= ASSIGNMENT =
Show all lines below holding the string "prefix".

= SUPPLIED ENTRIES =
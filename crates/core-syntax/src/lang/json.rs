//! JSON lexer. Strings, numbers, and object keys never legally span a
//! line break, so this lexer has no continuation states: `istate` is
//! always `0`.

use core_text::{Cell, SyntaxClass};

use crate::primitives::{match_keyword, paint_c_numeral, paint_class};
use crate::Syntax;

const LITERALS: &[&str] = &["true", "false", "null"];

pub struct JsonSyntax;

impl Syntax for JsonSyntax {
    fn name(&self) -> &'static str {
        "json"
    }

    fn extensions(&self) -> &'static [&'static str] {
        &["json"]
    }

    fn prefers_spaces(&self) -> bool {
        true
    }

    fn highlight_line(&self, cells: &mut [Cell], _istate: i32) -> i32 {
        highlight(cells)
    }
}

pub(crate) fn highlight(cells: &mut [Cell]) -> i32 {
    let mut i = 0;
    while i < cells.len() {
        let c = cells[i].codepoint;
        if c == '"' {
            let len = scan_string(cells, i);
            // A key (string immediately followed by `:`) paints differently
            // from a value string.
            let is_key = cells
                .get(skip_ws(cells, i + len))
                .map(|c| c.codepoint)
                .unwrap_or(' ')
                == ':';
            paint_class(
                cells,
                i,
                len,
                if is_key {
                    SyntaxClass::Pragma
                } else {
                    SyntaxClass::String
                },
            );
            i += len;
            continue;
        }
        if c.is_ascii_digit() || (c == '-' && cells.get(i + 1).is_some_and(|c| c.codepoint.is_ascii_digit())) {
            let start = i;
            if c == '-' {
                i += 1;
            }
            if let Some(len) = paint_c_numeral(cells, i) {
                i += len;
                paint_class(cells, start, i - start, SyntaxClass::Numeral);
                continue;
            }
            i = start;
        }
        if let Some(len) = match_keyword(cells, i, LITERALS) {
            paint_class(cells, i, len, SyntaxClass::Keyword);
            i += len;
            continue;
        }
        i += 1;
    }
    0
}

fn scan_string(cells: &[Cell], i: usize) -> usize {
    let mut j = i + 1;
    while j < cells.len() {
        if cells[j].codepoint == '\\' {
            j += 2;
            continue;
        }
        if cells[j].codepoint == '"' {
            j += 1;
            break;
        }
        j += 1;
    }
    j - i
}

fn skip_ws(cells: &[Cell], mut i: usize) -> usize {
    while cells.get(i).is_some_and(|c| c.codepoint.is_whitespace()) {
        i += 1;
    }
    i
}
//! Per-`$TERM` capability table (spec §C, §6). Real terminals lie about
//! what they support; bim keeps a small denylist keyed on `$TERM` rather
//! than trusting terminfo.

/// Feature flags a terminal either has or doesn't. All default to `true`
/// (full-featured); a `$TERM` entry below flips the ones it lacks.
#[derive(Clone, Copy, Debug, PartialEq, Eq)]
pub struct TerminalCapabilities {
    pub altscreen: bool,
    pub scroll_region: bool,
    pub mouse: bool,
    pub unicode: bool,
    pub bright: bool,
    pub hideshow: bool,
    pub syntax: bool,
    pub history: bool,
    pub title: bool,
    pub bce: bool,
    /// 256-color support; false implies `true_color` is also false.
    pub color_256: bool,
    pub true_color: bool,
    pub italic: bool,
}

impl Default for TerminalCapabilities {
    fn default() -> Self {
        Self {
            altscreen: true,
            scroll_region: true,
            mouse: true,
            unicode: true,
            bright: true,
            hideshow: true,
            syntax: true,
            history: true,
            title: true,
            bce: true,
            color_256: true,
            true_color: true,
            italic: true,
        }
    }
}

impl TerminalCapabilities {
    /// Inspect `$TERM` and apply the matching denylist entry, if any.
    pub fn detect() -> Self {
        let term = std::env::var("TERM").unwrap_or_default();
        Self::for_term(&term)
    }

    pub fn for_term(term: &str) -> Self {
        let mut caps = Self::default();
        match term {
            "linux" => {
                caps.scroll_region = false;
            }
            "cons25" => {
                caps.hideshow = false;
                caps.altscreen = false;
                caps.mouse = false;
                caps.unicode = false;
                caps.bright = false;
            }
            "sortix" => {
                caps.title = false;
            }
            "tmux" | "tmux-256color" => {
                caps.scroll_region = false;
                caps.bce = false;
            }
            "screen" | "screen-256color" => {
                caps.true_color = false;
                caps.italic = false;
            }
            "toaru-vga" => {
                caps.color_256 = false;
                caps.true_color = false;
            }
            _ => {}
        }
        caps
    }
}

#[cfg(test)]
mod tests {
    use super::*;

    #[test]
    fn linux_console_loses_scroll_region_only() {
        let caps = TerminalCapabilities::for_term("linux");
        assert!(!caps.scroll_region);
        assert!(caps.mouse);
    }

    #[test]
    fn cons25_loses_most_modern_features() {
        let caps = TerminalCapabilities::for_term("cons25");
        assert!(!caps.hideshow);
        assert!(!caps.altscreen);
        assert!(!caps.mouse);
        assert!(!caps.unicode);
        assert!(!caps.bright);
        assert!(caps.title);
    }

    #[test]
    fn tmux_loses_scroll_region_and_bce() {
        let caps = TerminalCapabilities::for_term("tmux");
        assert!(!caps.scroll_region);
        assert!(!caps.bce);
        assert!(caps.true_color);
    }

    #[test]
    fn screen_loses_true_color_and_italic() {
        let caps = TerminalCapabilities::for_term("screen");
        assert!(!caps.true_color);
        assert!(!caps.italic);
        assert!(caps.color_256);
    }

    #[test]
    fn unknown_term_keeps_everything() {
        let caps = TerminalCapabilities::for_term("xterm-256color");
        assert_eq!(caps, TerminalCapabilities::default());
    }
}
//! Terminal backend abstraction, crossterm implementation, capability
//! probing, and signal handling.

use anyhow::Result;
use crossterm::{
    cursor::Hide,
    cursor::Show,
    execute,
    terminal::{
        disable_raw_mode, enable_raw_mode, EnterAlternateScreen, LeaveAlternateScreen, SetTitle,
    },
};
use std::io::stdout;

pub mod capabilities;
pub mod signals;

pub use capabilities::TerminalCapabilities;
pub use signals::{SignalEvent, SignalWatcher};

pub trait TerminalBackend {
    fn enter(&mut self) -> Result<()>;
    fn leave(&mut self) -> Result<()>;
    fn set_title(&mut self, title: &str) -> Result<()>;
}

pub struct CrosstermBackend {
    entered: bool,
    caps: TerminalCapabilities,
}

/// RAII guard ensuring terminal state restoration even if the caller
/// early-returns or panics (spec §5: "MUST ensure the terminal is
/// restored... on any abnormal exit").
pub struct TerminalGuard<'a> {
    backend: &'a mut CrosstermBackend,
    active: bool,
}

impl Default for CrosstermBackend {
    fn default() -> Self {
        Self::new()
    }
}

impl CrosstermBackend {
    pub fn new() -> Self {
        Self {
            entered: false,
            caps: TerminalCapabilities::detect(),
        }
    }

    pub fn capabilities(&self) -> &TerminalCapabilities {
        &self.caps
    }

    /// Enter and return a guard that will leave on drop.
    pub fn enter_guard(&mut self) -> Result<TerminalGuard<'_>> {
        self.enter()?;
        Ok(TerminalGuard {
            backend: self,
            active: true,
        })
    }
}

impl TerminalBackend for CrosstermBackend {
    fn enter(&mut self) -> Result<()> {
        if !self.entered {
            enable_raw_mode()?;
            if self.caps.altscreen {
                execute!(stdout(), EnterAlternateScreen)?;
            }
            if self.caps.hideshow {
                execute!(stdout(), Hide)?;
            }
            self.entered = true;
        }
        Ok(())
    }

    fn leave(&mut self) -> Result<()> {
        if self.entered {
            if self.caps.hideshow {
                execute!(stdout(), Show)?;
            }
            if self.caps.altscreen {
                execute!(stdout(), LeaveAlternateScreen)?;
            }
            disable_raw_mode()?;
            self.entered = false;
        }
        Ok(())
    }

    fn set_title(&mut self, title: &str) -> Result<()> {
        if self.caps.title {
            execute!(stdout(), SetTitle(title))?;
        }
        Ok(())
    }
}

impl Drop for CrosstermBackend {
    fn drop(&mut self) {
        let _ = self.leave();
    }
}

impl Drop for TerminalGuard<'_> {
    fn drop(&mut self) {
        if self.active {
            let _ = self.backend.leave();
        }
    }
}
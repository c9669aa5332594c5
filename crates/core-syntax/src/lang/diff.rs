//! Unified-diff lexer. Each line's class is fully determined by its first
//! character, so `istate` is always `0`.

use core_text::{Cell, SyntaxClass};

use crate::primitives::paint_class;
use crate::Syntax;

pub struct DiffSyntax;

impl Syntax for DiffSyntax {
    fn name(&self) -> &'static str {
        "diff"
    }

    fn extensions(&self) -> &'static [&'static str] {
        &["diff", "patch"]
    }

    fn prefers_spaces(&self) -> bool {
        true
    }

    fn highlight_line(&self, cells: &mut [Cell], _istate: i32) -> i32 {
        highlight(cells)
    }
}

pub(crate) fn highlight(cells: &mut [Cell]) -> i32 {
    let len = cells.len();
    match cells.first().map(|c| c.codepoint) {
        Some('@') if cells.get(1).map(|c| c.codepoint) == Some('@') => {
            paint_class(cells, 0, len, SyntaxClass::Notice);
        }
        Some('+') => paint_class(cells, 0, len, SyntaxClass::DiffPlus),
        Some('-') => paint_class(cells, 0, len, SyntaxClass::DiffMinus),
        Some('d') if starts_with(cells, "diff ") => paint_class(cells, 0, len, SyntaxClass::Bold),
        Some('i') if starts_with(cells, "index ") => {
            paint_class(cells, 0, len, SyntaxClass::Comment)
        }
        _ => {}
    }
    0
}

fn starts_with(cells: &[Cell], prefix: &str) -> bool {
    prefix
        .chars()
        .enumerate()
        .all(|(i, c)| cells.get(i).map(|cell| cell.codepoint) == Some(c))
}

#[cfg(test)]
mod tests {
    use super::*;
    use core_text::Line;

    #[test]
    fn plus_minus_and_hunk_header() {
        let mut plus = Line::from_str("+added line");
        highlight(plus.cells_mut());
        assert_eq!(plus.cells()[0].class, SyntaxClass::DiffPlus);

        let mut minus = Line::from_str("-removed line");
        highlight(minus.cells_mut());
        assert_eq!(minus.cells()[0].class, SyntaxClass::DiffMinus);

        let mut hunk = Line::from_str("@@ -1,3 +1,4 @@");
        highlight(hunk.cells_mut());
        assert_eq!(hunk.cells()[0].class, SyntaxClass::Notice);
    }
}
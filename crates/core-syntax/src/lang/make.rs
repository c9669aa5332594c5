//! Makefile lexer. Recipe lines, variable references, and comments are all
//! resolved within a single line, so `istate` is always `0`.

use core_text::{Cell, SyntaxClass};

use crate::primitives::paint_class;
use crate::Syntax;

pub struct MakeSyntax;

impl Syntax for MakeSyntax {
    fn name(&self) -> &'static str {
        "make"
    }

    fn extensions(&self) -> &'static [&'static str] {
        &["mk"]
    }

    fn prefers_spaces(&self) -> bool {
        false
    }

    fn highlight_line(&self, cells: &mut [Cell], _istate: i32) -> i32 {
        highlight(cells)
    }
}

pub(crate) fn highlight(cells: &mut [Cell]) -> i32 {
    if cells.first().map(|c| c.codepoint) == Some('\t') {
        // Recipe line: just paint inline variable references.
        paint_variables(cells, 1);
        return 0;
    }

    let mut i = 0;
    while i < cells.len() {
        let c = cells[i].codepoint;
        if c == '#' {
            paint_class(cells, i, cells.len() - i, SyntaxClass::Comment);
            return 0;
        }
        if c == '$' && matches!(cells.get(i + 1).map(|c| c.codepoint), Some('(') | Some('{')) {
            let len = variable_len(cells, i);
            paint_class(cells, i, len, SyntaxClass::Pragma);
            i += len;
            continue;
        }
        if c == ':' {
            paint_class(cells, 0, i, SyntaxClass::Type);
            i += 1;
            continue;
        }
        i += 1;
    }
    0
}

fn paint_variables(cells: &mut [Cell], mut i: usize) {
    while i < cells.len() {
        if cells[i].codepoint == '$'
            && matches!(cells.get(i + 1).map(|c| c.codepoint), Some('(') | Some('{'))
        {
            let len = variable_len(cells, i);
            paint_class(cells, i, len, SyntaxClass::Pragma);
            i += len;
            continue;
        }
        i += 1;
    }
}

fn variable_len(cells: &[Cell], i: usize) -> usize {
    let close = if cells.get(i + 1).map(|c| c.codepoint) == Some('(') {
        ')'
    } else {
        '}'
    };
    let mut j = i + 2;
    while j < cells.len() && cells[j].codepoint != close {
        j += 1;
    }
    if j < cells.len() {
        j += 1;
    }
    j - i
}

#[cfg(test)]
mod tests {
    use super::*;
    use core_text::Line;

    #[test]
    fn target_and_variable() {
        let mut l = Line::from_str("all: $(OBJS)");
        highlight(l.cells_mut());
        assert_eq!(l.cells()[0].class, SyntaxClass::Type);
        let dollar = l.to_text().find('$').unwrap();
        assert_eq!(l.cells()[dollar].class, SyntaxClass::Pragma);
    }

    #[test]
    fn recipe_line_skips_target_rule() {
        let mut l = Line::from_str("\tgcc -o $(BIN) $(OBJS)");
        highlight(l.cells_mut());
        assert_eq!(l.cells()[0].class, SyntaxClass::None);
    }
}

= EXERCISE ANSWER =
fn starts_with(cells: &[Cell], prefix: &str) -> bool {
    prefix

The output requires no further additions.